In dem 2022 erschienenen, von Oliver Rathkolb und Johannes Sachslehner überarbeiteten Buch Brigitte Hamanns, Hitlers Wien, ist zu dieser Reise zu lesen:
„Wo Hitler in Wien wohnte, ist unbekannt. Dass er bei seinem Taufpaten Johann Prinz Unterkunft fand, wie oft behauptet, ist kaum möglich.

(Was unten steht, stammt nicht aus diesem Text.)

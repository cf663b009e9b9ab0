//! Utility functions for CLI operations.
//!
//! This module provides common utility functions used across CLI commands,
//! including configuration loading, database management, timestamp parsing,
//! and output formatting.

use crate::error::CliError;
use chrono::{NaiveDate, NaiveDateTime};
use clap::ValueEnum;
use roombook::config::OutputFormat;
use roombook::database::resolve_data_dir;
use roombook::{Config, ConfigBuilder, Database, DatabaseConfig};
use serde::Serialize;
use std::io::Write;
use std::path::PathBuf;
use std::time::Duration;

/// Timestamp layouts accepted on the command line.
const DATETIME_FORMATS: [&str; 4] = [
    "%Y-%m-%d %H:%M",
    "%Y-%m-%dT%H:%M",
    "%Y-%m-%d %H:%M:%S",
    "%Y-%m-%dT%H:%M:%S",
];

/// Layout used when printing timestamps.
pub const DISPLAY_FORMAT: &str = "%Y-%m-%d %H:%M";

/// Global CLI options shared across all commands.
#[derive(Debug, Clone)]
#[allow(dead_code)] // Fields used via pattern matching in main.rs
pub struct GlobalOptions {
    /// Enable verbose output.
    pub verbose: bool,

    /// Suppress non-essential output.
    pub quiet: bool,

    /// Override the data directory location.
    pub data_dir: Option<PathBuf>,

    /// Override the database lock wait (in seconds).
    pub busy_timeout: Option<u32>,

    /// Fail instead of creating a missing database.
    pub disable_autoinit: bool,
}

/// `--format` values for listing commands.
#[derive(Clone, Copy, Debug, PartialEq, Eq, ValueEnum)]
#[value(rename_all = "lowercase")]
pub enum FormatArg {
    /// Tab-separated table format (human-readable)
    Table,
    /// JSON format
    Json,
    /// CSV format
    Csv,
}

impl From<FormatArg> for OutputFormat {
    fn from(arg: FormatArg) -> Self {
        match arg {
            FormatArg::Table => OutputFormat::Table,
            FormatArg::Json => OutputFormat::Json,
            FormatArg::Csv => OutputFormat::Csv,
        }
    }
}

/// The format a listing should use: the flag when given, else the
/// configured default.
pub fn output_format(flag: Option<FormatArg>, config: &Config) -> OutputFormat {
    flag.map_or_else(
        || config.output_format.unwrap_or(OutputFormat::Table),
        OutputFormat::from,
    )
}

/// Resolve the data directory: `--data-dir`, then `ROOMBOOK_DATA_DIR`, then
/// `~/.roombook`.
pub fn data_dir(global: &GlobalOptions) -> Result<PathBuf, CliError> {
    match global.data_dir {
        Some(ref dir) => Ok(dir.clone()),
        None => resolve_data_dir().map_err(|e| CliError::Config(e.to_string())),
    }
}

/// Load hierarchical configuration.
///
/// Configuration is merged from multiple sources with precedence:
/// 1. Environment variables
/// 2. `config.yaml` in the data directory
/// 3. Built-in defaults
pub fn load_configuration(global: &GlobalOptions) -> Result<Config, CliError> {
    let data_dir = data_dir(global)?;

    ConfigBuilder::new()
        .with_data_dir(&data_dir)
        .build()
        .map_err(|e| CliError::Config(e.to_string()))
}

/// Open database with configuration.
///
/// The lock wait comes from `--busy-timeout` when given, else from the
/// configuration.
///
/// # Errors
///
/// Returns `NoDataDirectory` if the database doesn't exist and auto-init is disabled.
pub fn open_database(global: &GlobalOptions, config: &Config) -> Result<Database, CliError> {
    let mut db_config = DatabaseConfig::in_data_dir(data_dir(global)?);

    let busy_timeout = global
        .busy_timeout
        .map_or_else(|| config.lock_wait(), |s| Duration::from_secs(s.into()));
    db_config = db_config.with_busy_timeout(busy_timeout);

    if global.disable_autoinit {
        db_config = db_config.without_auto_create();
    }

    Database::open(db_config).map_err(CliError::from)
}

/// Parse a local timestamp such as `2030-06-03 09:00`.
///
/// A bare date means midnight.
pub fn parse_datetime(value: &str) -> Result<NaiveDateTime, String> {
    let value = value.trim();
    DATETIME_FORMATS
        .iter()
        .find_map(|format| NaiveDateTime::parse_from_str(value, format).ok())
        .or_else(|| {
            NaiveDate::parse_from_str(value, "%Y-%m-%d")
                .ok()
                .and_then(|date| date.and_hms_opt(0, 0, 0))
        })
        .ok_or_else(|| format!("'{value}' is not a timestamp (expected YYYY-MM-DD HH:MM)"))
}

/// Format a timestamp for display.
pub fn format_timestamp(ts: NaiveDateTime) -> String {
    ts.format(DISPLAY_FORMAT).to_string()
}

/// Convert csv::Error to CliError.
fn csv_error(e: csv::Error) -> CliError {
    CliError::Io(std::io::Error::other(e))
}

/// Print `items` in the requested format.
///
/// Table and CSV output use `headers` and `row`; JSON output serializes the
/// items themselves.
pub fn print_listing<T, F>(
    format: OutputFormat,
    headers: &[&str],
    items: &[T],
    row: F,
) -> Result<(), CliError>
where
    T: Serialize,
    F: Fn(&T) -> Vec<String>,
{
    let stdout = std::io::stdout();
    let mut handle = stdout.lock();

    match format {
        OutputFormat::Table => {
            let header_line = headers
                .iter()
                .map(|s| s.to_uppercase())
                .collect::<Vec<_>>()
                .join("\t");
            writeln!(handle, "{header_line}")?;
            for item in items {
                writeln!(handle, "{}", row(item).join("\t"))?;
            }
        }
        OutputFormat::Json => {
            serde_json::to_writer_pretty(&mut handle, items)
                .map_err(|e| CliError::Io(std::io::Error::other(e)))?;
            writeln!(handle)?;
        }
        OutputFormat::Csv => {
            let mut writer = csv::WriterBuilder::new().from_writer(handle);
            writer.write_record(headers).map_err(csv_error)?;
            for item in items {
                writer.write_record(row(item)).map_err(csv_error)?;
            }
            writer.flush()?;
        }
    }

    Ok(())
}
//! Bookings and booking requests.

use std::fmt;

use chrono::NaiveDateTime;
use serde::Serialize;

use crate::interval::Interval;
use crate::room::RoomId;
use crate::user::UserId;

/// Store-assigned booking identifier.
#[derive(Debug, Clone, Copy, PartialEq, Eq, PartialOrd, Ord, Hash, Serialize)]
#[serde(transparent)]
pub struct BookingId(i64);

impl BookingId {
    /// Wraps a raw identifier.
    #[must_use]
    pub const fn new(value: i64) -> Self {
        Self(value)
    }

    /// The raw identifier.
    #[must_use]
    pub const fn value(self) -> i64 {
        self.0
    }
}

impl fmt::Display for BookingId {
    fn fmt(&self, f: &mut fmt::Formatter<'_>) -> fmt::Result {
        write!(f, "{}", self.0)
    }
}

/// A persisted booking.
#[derive(Debug, Clone, PartialEq, Eq, Serialize)]
pub struct Booking {
    /// Store-assigned identifier.
    pub id: BookingId,
    /// The user who made the booking.
    pub user_id: UserId,
    /// The booked room.
    pub room_id: RoomId,
    /// The reserved `[start, end)` window.
    pub interval: Interval,
    /// Whether this booking covers a whole calendar day.
    pub full_day: bool,
    /// When the booking was recorded.
    pub created_at: NaiveDateTime,
}

/// A booking that has passed validation and is ready to insert.
#[derive(Debug, Clone, PartialEq, Eq)]
pub struct NewBooking {
    /// The user making the booking.
    pub user_id: UserId,
    /// The room being booked.
    pub room_id: RoomId,
    /// The reserved window.
    pub interval: Interval,
    /// Whether this booking covers a whole calendar day.
    pub full_day: bool,
    /// When the booking is recorded.
    pub created_at: NaiveDateTime,
}

/// An incoming booking request, before validation.
///
/// `start` and `end` are optional because the allocator reports missing
/// bounds as invalid input rather than rejecting the request shape.
///
/// # Examples
///
/// ```
/// use chrono::NaiveDate;
/// use roombook::{BookingRequest, RoomId, UserId};
///
/// let day = NaiveDate::from_ymd_opt(2030, 1, 7).unwrap();
/// let request = BookingRequest::new(UserId::new(1))
///     .with_room(Some(RoomId::new(2)))
///     .with_start(day.and_hms_opt(9, 0, 0))
///     .with_end(day.and_hms_opt(10, 0, 0));
/// assert_eq!(request.room_id, Some(RoomId::new(2)));
///
/// let whole_day = BookingRequest::new(UserId::new(1))
///     .with_start(day.and_hms_opt(0, 0, 0))
///     .with_full_day(true);
/// assert!(whole_day.full_day);
/// ```
#[derive(Debug, Clone, PartialEq, Eq)]
pub struct BookingRequest {
    /// The requesting user.
    pub user_id: UserId,
    /// A specific room, or `None` to auto-assign.
    pub room_id: Option<RoomId>,
    /// Requested start.
    pub start: Option<NaiveDateTime>,
    /// Requested end. Ignored for full-day requests.
    pub end: Option<NaiveDateTime>,
    /// Book the entire calendar day of `start`.
    pub full_day: bool,
}

impl BookingRequest {
    /// Creates an empty request for `user_id`.
    #[must_use]
    pub const fn new(user_id: UserId) -> Self {
        Self {
            user_id,
            room_id: None,
            start: None,
            end: None,
            full_day: false,
        }
    }

    /// Sets the explicit room.
    #[must_use]
    pub fn with_room(mut self, room_id: Option<RoomId>) -> Self {
        self.room_id = room_id;
        self
    }

    /// Sets the start.
    #[must_use]
    pub fn with_start(mut self, start: Option<NaiveDateTime>) -> Self {
        self.start = start;
        self
    }

    /// Sets the end.
    #[must_use]
    pub fn with_end(mut self, end: Option<NaiveDateTime>) -> Self {
        self.end = end;
        self
    }

    /// Sets the full-day flag.
    #[must_use]
    pub fn with_full_day(mut self, full_day: bool) -> Self {
        self.full_day = full_day;
        self
    }
}
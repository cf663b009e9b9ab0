//! Common test utilities for integration tests.

pub mod database;

use chrono::{NaiveDate, NaiveDateTime};

/// The day every scenario is scheduled on.
#[allow(dead_code)]
pub fn day() -> NaiveDate {
    NaiveDate::from_ymd_opt(2030, 6, 3).unwrap()
}

/// `hour:minute` on [`day`].
#[allow(dead_code)]
pub fn at(hour: u32, minute: u32) -> NaiveDateTime {
    day().and_hms_opt(hour, minute, 0).unwrap()
}
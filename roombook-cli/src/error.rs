//! CLI-specific error types with exit codes.
//!
//! This module defines error types specific to the CLI layer,
//! wrapping library errors and providing appropriate exit codes.

use roombook::{Error as LibError, ErrorKind};
use std::fmt;

/// CLI-specific error type with exit code mapping.
#[derive(Debug)]
pub enum CliError {
    /// Library error (wrapped).
    Library(LibError),

    /// Invalid command-line arguments.
    InvalidArguments(String),

    /// I/O error.
    Io(std::io::Error),

    /// Timeout waiting for database lock.
    Timeout,

    /// Data directory not found (and auto-init disabled).
    NoDataDirectory,

    /// Configuration error.
    Config(String),
}

impl CliError {
    /// Get the appropriate exit code for this error.
    ///
    /// Exit codes:
    /// - 0: Success (not an error)
    /// - 1: Booking conflict
    /// - 2: Timeout waiting for database lock
    /// - 3: No data directory found
    /// - 4: Invalid input or arguments
    /// - 5: I/O error
    /// - 6: Other library error
    /// - 7: Configuration error
    /// - 8: Referenced user or room not found
    pub fn exit_code(&self) -> i32 {
        match self {
            CliError::Library(lib_err) => match lib_err.kind() {
                ErrorKind::Conflict => 1,
                ErrorKind::InvalidInput => 4,
                ErrorKind::NotFound => 8,
                ErrorKind::Internal => match lib_err {
                    LibError::Io(_) => 5,
                    LibError::Configuration(_) => 7,
                    _ => 6,
                },
            },
            CliError::Timeout => 2,
            CliError::NoDataDirectory => 3,
            CliError::InvalidArguments(_) => 4,
            CliError::Io(_) => 5,
            CliError::Config(_) => 7,
        }
    }
}

impl fmt::Display for CliError {
    fn fmt(&self, f: &mut fmt::Formatter<'_>) -> fmt::Result {
        match self {
            CliError::Library(e) => write!(f, "{}: {e}", e.kind()),
            CliError::InvalidArguments(msg) => write!(f, "invalid input: {msg}"),
            CliError::Io(e) => write!(f, "I/O error: {e}"),
            CliError::Timeout => write!(f, "Timeout waiting for database lock"),
            CliError::NoDataDirectory => {
                write!(
                    f,
                    "Data directory not found (run `roombook init` or drop --disable-autoinit)"
                )
            }
            CliError::Config(msg) => write!(f, "Configuration error: {msg}"),
        }
    }
}

impl std::error::Error for CliError {
    fn source(&self) -> Option<&(dyn std::error::Error + 'static)> {
        match self {
            CliError::Library(e) => Some(e),
            CliError::Io(e) => Some(e),
            _ => None,
        }
    }
}

impl From<LibError> for CliError {
    fn from(e: LibError) -> Self {
        match e {
            LibError::LockTimeout { .. } => CliError::Timeout,
            LibError::DataDirectoryNotFound { .. } => CliError::NoDataDirectory,
            LibError::Io(io) => CliError::Io(io),
            other => CliError::Library(other),
        }
    }
}

impl From<std::io::Error> for CliError {
    fn from(e: std::io::Error) -> Self {
        CliError::Io(e)
    }
}
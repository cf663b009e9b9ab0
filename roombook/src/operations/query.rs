//! Read-only availability queries.

use std::collections::BTreeSet;

use chrono::NaiveDateTime;

use crate::allocation::{find_available_rooms, next_available as estimate_next, EstimatorScope, NextAvailability};
use crate::booking::Booking;
use crate::database::Database;
use crate::error::Result;
use crate::interval::Interval;
use crate::room::{KnownRooms, RoomId};

/// Known rooms that exist in the store and are free for `[start, end)`.
///
/// # Errors
///
/// Returns a validation error if `start >= end`, or a database error.
///
/// # Examples
///
/// ```no_run
/// use chrono::NaiveDate;
/// use roombook::database::{Database, DatabaseConfig};
/// use roombook::operations::available_rooms;
/// use roombook::{KnownRooms, RoomId};
///
/// let db = Database::open(DatabaseConfig::new("/tmp/roombook.db")).unwrap();
/// let known = KnownRooms::new([RoomId::new(1), RoomId::new(2)]);
/// let day = NaiveDate::from_ymd_opt(2030, 6, 3).unwrap();
///
/// let free = available_rooms(
///     &db,
///     &known,
///     day.and_hms_opt(9, 0, 0).unwrap(),
///     day.and_hms_opt(10, 0, 0).unwrap(),
/// )
/// .unwrap();
/// ```
pub fn available_rooms(
    db: &Database,
    known: &KnownRooms,
    start: NaiveDateTime,
    end: NaiveDateTime,
) -> Result<BTreeSet<RoomId>> {
    let window = Interval::new(start, end)?;
    let stored = stored_known_rooms(db, known)?;
    find_available_rooms(db.connection(), &window, &stored)
}

/// The room that frees up soonest after `after`.
///
/// `known` limits the search only under [`EstimatorScope::EligibleOnly`].
///
/// # Errors
///
/// Returns an error if the query fails.
pub fn next_available(
    db: &Database,
    known: &KnownRooms,
    after: NaiveDateTime,
    scope: EstimatorScope,
) -> Result<Option<NextAvailability>> {
    estimate_next(db.connection(), after, scope, known.ids())
}

/// Lists all bookings ordered by start, then identifier.
///
/// # Errors
///
/// Returns an error if the query fails.
pub fn list_bookings(db: &Database) -> Result<Vec<Booking>> {
    Database::list_bookings(db.connection())
}

fn stored_known_rooms(db: &Database, known: &KnownRooms) -> Result<BTreeSet<RoomId>> {
    Ok(Database::list_rooms_by_ids(db.connection(), known.ids())?
        .into_iter()
        .map(|room| room.id)
        .collect())
}
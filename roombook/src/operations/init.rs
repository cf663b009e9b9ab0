//! Data directory initialization.
//!
//! Creates the data directory and database explicitly, and optionally a
//! commented `config.yaml` to fill in.

use std::fs;
use std::path::PathBuf;

use crate::config::CONFIG_FILE_NAME;
use crate::database::DATABASE_FILE_NAME;
use crate::error::{Error, Result};
use crate::{Database, DatabaseConfig};

/// Options for data directory initialization.
#[derive(Debug, Clone)]
pub struct InitOptions {
    /// Data directory to initialize.
    pub data_dir: PathBuf,
    /// Overwrite existing database if it exists.
    pub overwrite: bool,
    /// Create a default configuration file.
    pub create_config: bool,
}

impl InitOptions {
    /// Creates new initialization options.
    #[must_use]
    pub fn new(data_dir: PathBuf) -> Self {
        Self {
            data_dir,
            overwrite: false,
            create_config: false,
        }
    }

    /// Sets whether to overwrite existing database.
    #[must_use]
    pub fn with_overwrite(mut self, overwrite: bool) -> Self {
        self.overwrite = overwrite;
        self
    }

    /// Sets whether to create default configuration file.
    #[must_use]
    pub fn with_create_config(mut self, create_config: bool) -> Self {
        self.create_config = create_config;
        self
    }
}

/// What [`init_database`] did.
#[derive(Debug)]
pub struct InitResult {
    /// Whether the data directory was created.
    pub data_dir_created: bool,
    /// Whether the database was created or recreated.
    pub database_created: bool,
    /// Whether a configuration file was created.
    pub config_created: bool,
    /// Path to the data directory.
    pub data_dir: PathBuf,
}

const DEFAULT_CONFIG_TEMPLATE: &str = r"# roombook configuration

# Rooms that may be booked. Nothing can be booked until this is set.
# known_rooms: [1, 2, 3]

# Maximum time to wait for the database write lock, in seconds (default: 5)
# maximum_lock_wait_seconds: 5

# When every eligible room is taken, suggest only rooms the request was
# eligible for, instead of any room in the store (default: false)
# estimator:
#   respect_eligibility: false

# Default output format for list commands: table, json or csv
# output_format: table
";

/// Initializes the data directory and database.
///
/// # Errors
///
/// Returns an error if:
/// - The data directory cannot be created
/// - The database already exists and `overwrite` is off
/// - The database cannot be initialized
/// - The configuration file cannot be written
///
/// # Examples
///
/// ```no_run
/// use roombook::operations::{init_database, InitOptions};
/// use std::path::PathBuf;
///
/// let options = InitOptions::new(PathBuf::from("/tmp/roombook-test"))
///     .with_create_config(true);
///
/// let result = init_database(&options).unwrap();
/// println!("Database created: {}", result.database_created);
/// ```
pub fn init_database(options: &InitOptions) -> Result<InitResult> {
    let mut result = InitResult {
        data_dir_created: false,
        database_created: false,
        config_created: false,
        data_dir: options.data_dir.clone(),
    };

    if !options.data_dir.exists() {
        fs::create_dir_all(&options.data_dir)?;
        result.data_dir_created = true;
    }

    let db_path = options.data_dir.join(DATABASE_FILE_NAME);
    let db_exists = db_path.exists();

    if db_exists && !options.overwrite {
        return Err(Error::Validation {
            field: "database".into(),
            message: format!(
                "Database already exists at {}. Use --overwrite to replace it.",
                db_path.display()
            ),
        });
    }

    if db_exists {
        fs::remove_file(&db_path)?;
        // stale WAL files would be replayed into the fresh database
        for suffix in ["-wal", "-shm"] {
            let sidecar = options.data_dir.join(format!("{DATABASE_FILE_NAME}{suffix}"));
            if sidecar.exists() {
                fs::remove_file(sidecar)?;
            }
        }
    }

    drop(Database::open(DatabaseConfig::new(&db_path))?);
    result.database_created = true;
    log::info!("initialized database at {}", db_path.display());

    if options.create_config {
        let config_path = options.data_dir.join(CONFIG_FILE_NAME);
        if !config_path.exists() {
            fs::write(&config_path, DEFAULT_CONFIG_TEMPLATE)?;
            result.config_created = true;
        }
    }

    Ok(result)
}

Denn das Ehepaar Prinz, das 1885 auf einer Urkunde als „Bademeistersehepaar im Wiener Sofienbad“ erwähnt wird, wohnhaft im 3. Bezirk, Löwengasse 28, ist 1906 nicht mehr an dieser Adresse nachzuweisen, und auch andere Informationen fehlen.“2
Roman Sandgruber wusste ein Jahr vorher, 2021, schon mehr:
„Im Mai 1906 fuhr Adolf nach Wien und besuchte Museen und andere Sehenswürdigkeiten der Stadt. […] Der Aufenthalt war teuer, sicher an die 100 Kronen, auch wenn er wahrscheinlich bei seiner Taufpatin leben konnte, die in diesem Jahr noch an ihrer Adresse im dritten Bezirk gemeldet war.“3 Also war Johanna Prinz doch registriert?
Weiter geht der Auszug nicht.